LCD Price Fixing?
bilsaysthis asks: "Bill Kearney poses a really interesting question, one which I've been puzzled by for a while too: 'What's with prices on LCD displays? On one hand a laptop can be had with UXGA resolution display for $1000. Try buying that display alone and you'll find it's also around $1000. Then there's how much they're gouging for the same resolution in an LCD television.'" Sadly enough, as much as I want one of these for my wall, the market is willing to bear these prices. How long will it be before this hardware becomes affordable?
When the OLED's come out!
;)
Perhaps the cheapest laptop LCD screens are being sold at a loss, and the desktop ones are sold at a high profit?
Just a random guess.
Consider how many LCD's that IBM buys for their ThinkPads, compared to mom and pop.
When you think about it like that, we should consider ourselves lucky that our LCD's dont cost more than they already do.
Many of the laptop makers either own their own monitor factories (Like Sony) or get incredible volume discounts doing their own importing (say, Dell).
Items that don't sell well in "retail" channels get a much higher mark-up to make up for the small volume. The same item in lots of 1000 or more over and over again will sell dirt cheap. Ever noticed the price per 1000 of your favorite cpu when it comes out?
It's a bit of a catch-22. When customers buy more via retail channels, the prices will come down. When the prices come down, customers will buy more...

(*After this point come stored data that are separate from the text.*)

// Copyright 2026, Jeroen van Erp <jeroen@geeko.me>
// SPDX-License-Identifier: Apache-2.0

//! Path expressions evaluated against stored objects.
//!
//! Supported forms, optionally wrapped in `{...}`:
//! `.status.phase`, `metadata.name`, `.status.conditions[0].type`,
//! `.metadata.labels['app.kubernetes.io/name']` and
//! `.status.conditions[?(@.type=="Ready")].status`.
//! A filter selects the first array element whose field matches.

use crate::error::{AdapterError, Result};
use serde::{Deserialize, Serialize};
use serde_json::Value;
use std::fmt;

#[derive(Debug, Clone, PartialEq, Eq)]
enum Segment {
    Key(String),
    Index(usize),
    Filter { field: Vec<String>, value: String },
}

/// A parsed path; construction fails on syntax it cannot evaluate
#[derive(Debug, Clone, PartialEq, Eq, Serialize, Deserialize)]
#[serde(try_from = "String", into = "String")]
pub struct JsonPath {
    text: String,
    segments: Vec<Segment>,
}

impl JsonPath {
    pub fn parse(text: &str) -> Result<Self> {
        let segments = Parser::new(text).parse().map_err(|reason| {
            AdapterError::Config(format!("invalid wait path '{}': {}", text, reason))
        })?;
        Ok(Self {
            text: text.to_string(),
            segments,
        })
    }

    pub fn as_str(&self) -> &str {
        &self.text
    }

    pub fn evaluate<'a>(&self, value: &'a Value) -> Option<&'a Value> {
        let mut current = value;
        for segment in &self.segments {
            current = match segment {
                Segment::Key(key) => current.as_object()?.get(key)?,
                Segment::Index(index) => current.as_array()?.get(*index)?,
                Segment::Filter { field, value } => current.as_array()?.iter().find(|item| {
                    lookup(item, field).is_some_and(|found| render_value(found) == *value)
                })?,
            };
        }
        Some(current)
    }
}

fn lookup<'a>(value: &'a Value, keys: &[String]) -> Option<&'a Value> {
    keys.iter()
        .try_fold(value, |current, key| current.as_object()?.get(key))
}

/// Text form of a scalar as compared against expected values
pub(crate) fn render_value(value: &Value) -> String {
    match value {
        Value::String(s) => s.clone(),
        other => other.to_string(),
    }
}

impl fmt::Display for JsonPath {
    fn fmt(&self, f: &mut fmt::Formatter<'_>) -> fmt::Result {
        f.write_str(&self.text)
    }
}

impl TryFrom<String> for JsonPath {
    type Error = AdapterError;

    fn try_from(value: String) -> Result<Self> {
        JsonPath::parse(&value)
    }
}

impl From<JsonPath> for String {
    fn from(value: JsonPath) -> Self {
        value.text
    }
}

impl PartialEq<&str> for JsonPath {
    fn eq(&self, other: &&str) -> bool {
        self.text == *other
    }
}

struct Parser {
    chars: Vec<char>,
    pos: usize,
}

type ParseResult<T> = std::result::Result<T, String>;

impl Parser {
    fn new(text: &str) -> Self {
        Self {
            chars: text.trim().chars().collect(),
            pos: 0,
        }
    }

    fn peek(&self) -> Option<char> {
        self.chars.get(self.pos).copied()
    }

    fn eat(&mut self, expected: char) -> bool {
        if self.peek() == Some(expected) {
            self.pos += 1;
            true
        } else {
            false
        }
    }

    fn expect(&mut self, expected: char) -> ParseResult<()> {
        if self.eat(expected) {
            Ok(())
        } else {
            Err(match self.peek() {
                Some(c) => format!("expected '{}' at position {}, found '{}'", expected, self.pos, c),
                None => format!("expected '{}' at end of path", expected),
            })
        }
    }

    fn parse(mut self) -> ParseResult<Vec<Segment>> {
        if self.chars.first() == Some(&'{') {
            if self.chars.last() != Some(&'}') {
                return Err("unbalanced '{'".to_string());
            }
            self.chars.remove(0);
            self.chars.pop();
            let inner: String = self.chars.iter().collect();
            self.chars = inner.trim().chars().collect();
        }

        let mut segments = Vec::new();
        if self.chars.is_empty() || self.chars == ['.'] {
            return Ok(segments);
        }

        self.eat('.');
        if self.peek() != Some('[') {
            segments.push(Segment::Key(self.key()?));
        }

        while let Some(c) = self.peek() {
            match c {
                '.' => {
                    self.pos += 1;
                    segments.push(Segment::Key(self.key()?));
                }
                '[' => {
                    self.pos += 1;
                    segments.push(self.bracket()?);
                }
                other => return Err(format!("unexpected '{}' at position {}", other, self.pos)),
            }
        }
        Ok(segments)
    }

    fn key(&mut self) -> ParseResult<String> {
        let start = self.pos;
        while let Some(c) = self.peek() {
            if matches!(c, '.' | '[' | ']' | '{' | '}' | '(' | ')' | '@' | '?' | '*' | '\'' | '"' | '=') {
                break;
            }
            self.pos += 1;
        }
        if start == self.pos {
            return Err(format!("empty key at position {}", start));
        }
        Ok(self.chars[start..self.pos].iter().collect())
    }

    fn quoted(&mut self) -> ParseResult<String> {
        let quote = match self.peek() {
            Some(q @ ('\'' | '"')) => q,
            _ => return Err(format!("expected quoted string at position {}", self.pos)),
        };
        self.pos += 1;
        let start = self.pos;
        while let Some(c) = self.peek() {
            if c == quote {
                let text = self.chars[start..self.pos].iter().collect();
                self.pos += 1;
                return Ok(text);
            }
            self.pos += 1;
        }
        Err("unterminated string".to_string())
    }

    fn bracket(&mut self) -> ParseResult<Segment> {
        let segment = match self.peek() {
            Some('\'' | '"') => Segment::Key(self.quoted()?),
            Some('?') => {
                self.pos += 1;
                self.filter()?
            }
            Some(c) if c.is_ascii_digit() => {
                let start = self.pos;
                while self.peek().is_some_and(|c| c.is_ascii_digit()) {
                    self.pos += 1;
                }
                let digits: String = self.chars[start..self.pos].iter().collect();
                Segment::Index(digits.parse().map_err(|_| format!("index {} out of range", digits))?)
            }
            Some(c) => return Err(format!("unsupported selector '{}' at position {}", c, self.pos)),
            None => return Err("unterminated '['".to_string()),
        };
        self.expect(']')?;
        Ok(segment)
    }

    /// `(@.field.path=="value")`, the leading `?` already consumed
    fn filter(&mut self) -> ParseResult<Segment> {
        self.expect('(')?;
        self.expect('@')?;
        let mut field = Vec::new();
        while self.eat('.') {
            field.push(self.key()?);
        }
        if field.is_empty() {
            return Err("filter needs a field, e.g. ?(@.type==\"Ready\")".to_string());
        }
        self.expect('=')?;
        self.expect('=')?;
        let value = self.quoted()?;
        self.expect(')')?;
        Ok(Segment::Filter { field, value })
    }
}

#[cfg(test)]
mod tests {
    use super::*;
    use serde_json::json;

    fn object() -> Value {
        json!({
            "metadata": {
                "name": "default-ipv4",
                "labels": {"app.kubernetes.io/name": "calico"}
            },
            "spec": {"allowedUses": ["Workload", "Tunnel"]},
            "status": {
                "conditions": [
                    {"type": "Synced", "status": "False"},
                    {"type": "Ready", "status": "True"}
                ]
            },
            "matrix": [[1, 2], [3, 4]]
        })
    }

    fn eval(path: &str) -> Option<Value> {
        JsonPath::parse(path).unwrap().evaluate(&object()).cloned()
    }

    #[test]
    fn test_dotted_and_indexed_forms() {
        assert_eq!(eval(".metadata.name"), Some(json!("default-ipv4")));
        assert_eq!(eval("metadata.name"), Some(json!("default-ipv4")));
        assert_eq!(eval("{.spec.allowedUses[1]}"), Some(json!("Tunnel")));
        assert_eq!(eval(".status.conditions[0].type"), Some(json!("Synced")));
        assert_eq!(eval(".matrix[1][0]"), Some(json!(3)));
        assert_eq!(eval(".status.conditions[3]"), None);
        assert_eq!(eval(".spec.missing"), None);
        assert_eq!(eval(".metadata.name[0]"), None);
        assert_eq!(eval("{}"), Some(object()));
    }

    #[test]
    fn test_quoted_key_with_dots() {
        assert_eq!(
            eval(".metadata.labels['app.kubernetes.io/name']"),
            Some(json!("calico"))
        );
        assert_eq!(
            eval(r#"{.metadata.labels["app.kubernetes.io/name"]}"#),
            Some(json!("calico"))
        );
    }

    #[test]
    fn test_filter_selects_matching_element() {
        assert_eq!(
            eval(r#"{.status.conditions[?(@.type=="Ready")].status}"#),
            Some(json!("True"))
        );
        assert_eq!(
            eval(".status.conditions[?(@.type=='Synced')].status"),
            Some(json!("False"))
        );
        assert_eq!(eval(r#".status.conditions[?(@.type=="Stalled")]"#), None);
    }

    #[test]
    fn test_malformed_paths_are_rejected() {
        for path in [
            ".status.conditions[x",
            ".status.conditions[x]",
            ".status.conditions[0",
            ".status..phase",
            ".status.",
            "{.status.phase",
            ".status.conditions[*].type",
            ".metadata.labels['app",
            r#".status.conditions[?(@.type="Ready")]"#,
            ".status.conditions[?(@==\"Ready\")]",
        ] {
            let err = JsonPath::parse(path).unwrap_err();
            assert!(matches!(err, AdapterError::Config(_)), "accepted {}", path);
        }
    }

    #[test]
    fn test_keeps_original_text() {
        let path = JsonPath::parse("{.status.phase}").unwrap();
        assert_eq!(path.to_string(), "{.status.phase}");
        assert_eq!(path, "{.status.phase}");
    }
}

Eventually the retailers will get there trying to compete with each other, but with "most" (me and you not among them) customers are perfectly happy with what's out there now, there isn't enough demand for a big retailer to start stocking larger quantities and begin the price death spiral we've grown to know and love about computer parts.
The party of stupid and the party of evil get together and do something both stupid and evil, then call it bipartisan.
I might be willing to hand over the big bucks for one of the bigger flat-panel displays, but to do so I would have to accept a number of dead pixels in the bargain. For instance, there's the Samsung 240T which goes for about $3,000, regardless of whether the thing has dead pixels or not.
Why aren't the 240T's with, say, eight dead pixels sold at a different price? I understand the issues with the manufacturing of these displays, that if they were to reject all but those without dead pixels the cost would be prohibitively expensive, but why can't they just count the number of dead pixels and set a price accordingly.
Monitors are important; I end up looking at the thing most of the day for work and for play, I am willing to pay a premium for a very fine display. But to risk getting one with a bunch of dead pixels right in the middle of the screen, I mean, that would just suck really, really bad.
Is this truly the only Earth I can live on?
I tend to agree... except that we said that before SODIMMs were standardized. We said that before mini-pci became common. We even said that before ACPI actually worked. Standizing laptops wholesale would never work, but they do seem to be approaching some reasonable interoperability in many ways.
I've had this sig for three days.
I'm not sure you understand- price fixing is *exactly* the situation as described. You see, when manufacturers fix prices, all the manufacturers collude to set prices far above fair market value. In the modern world, they feel they can get away with it because if someone tries to undercut them they can revoke licenses and sue for patent infringement.
The point he's making is that this is a corruption of capitalism, and that the situation you're describing- lowered prices- is not occurring because of illegal collusion among competitors. This is encouraged in Japan (for an excellent fictional discussion of the topic, see Michael Crichton's novel "Rising Sun"), but frowned on in the United States. Unfortunately, stupid patent laws and unenforced hole-filled antitrust laws are what make this possible.
If I remember right, Sony and other manufacturers of CD based music just lost a lawsuit for falsely inflating the prices of CDs. Maybe there is something similar going on with the flatscreen business. As long as people keep buying at these high prices, they will continue to have high prices.
Another thing to think about, though, is the vast quantities that laptop manufacturers purchase in order to keep the prices down. It's kinda like Windows. A bundled version probably cost 2/3 what a shelf copy costs (or less, I'm not sure).
The best thing about LCD's is that the display is perfect with a DVI input. Perfect pixel alignment, and no analog artifacts. LCD + VGA is almost worse than CRT + VGA, since analog errors look a LOT worse on a digital display.
Alas, i do a lot of video testing, so I need a display that is analog resizable - a CRT. But that analog noise in VGA always worries me, since it's hard to prove what image errors are due to compression, and which are due to the cable. So, what I want is a DVI CRT! Something like a LaCie ElectronBlue 22".
Anyone making anything like that. I don't mind if it's significantly more expensive than a normal monitor.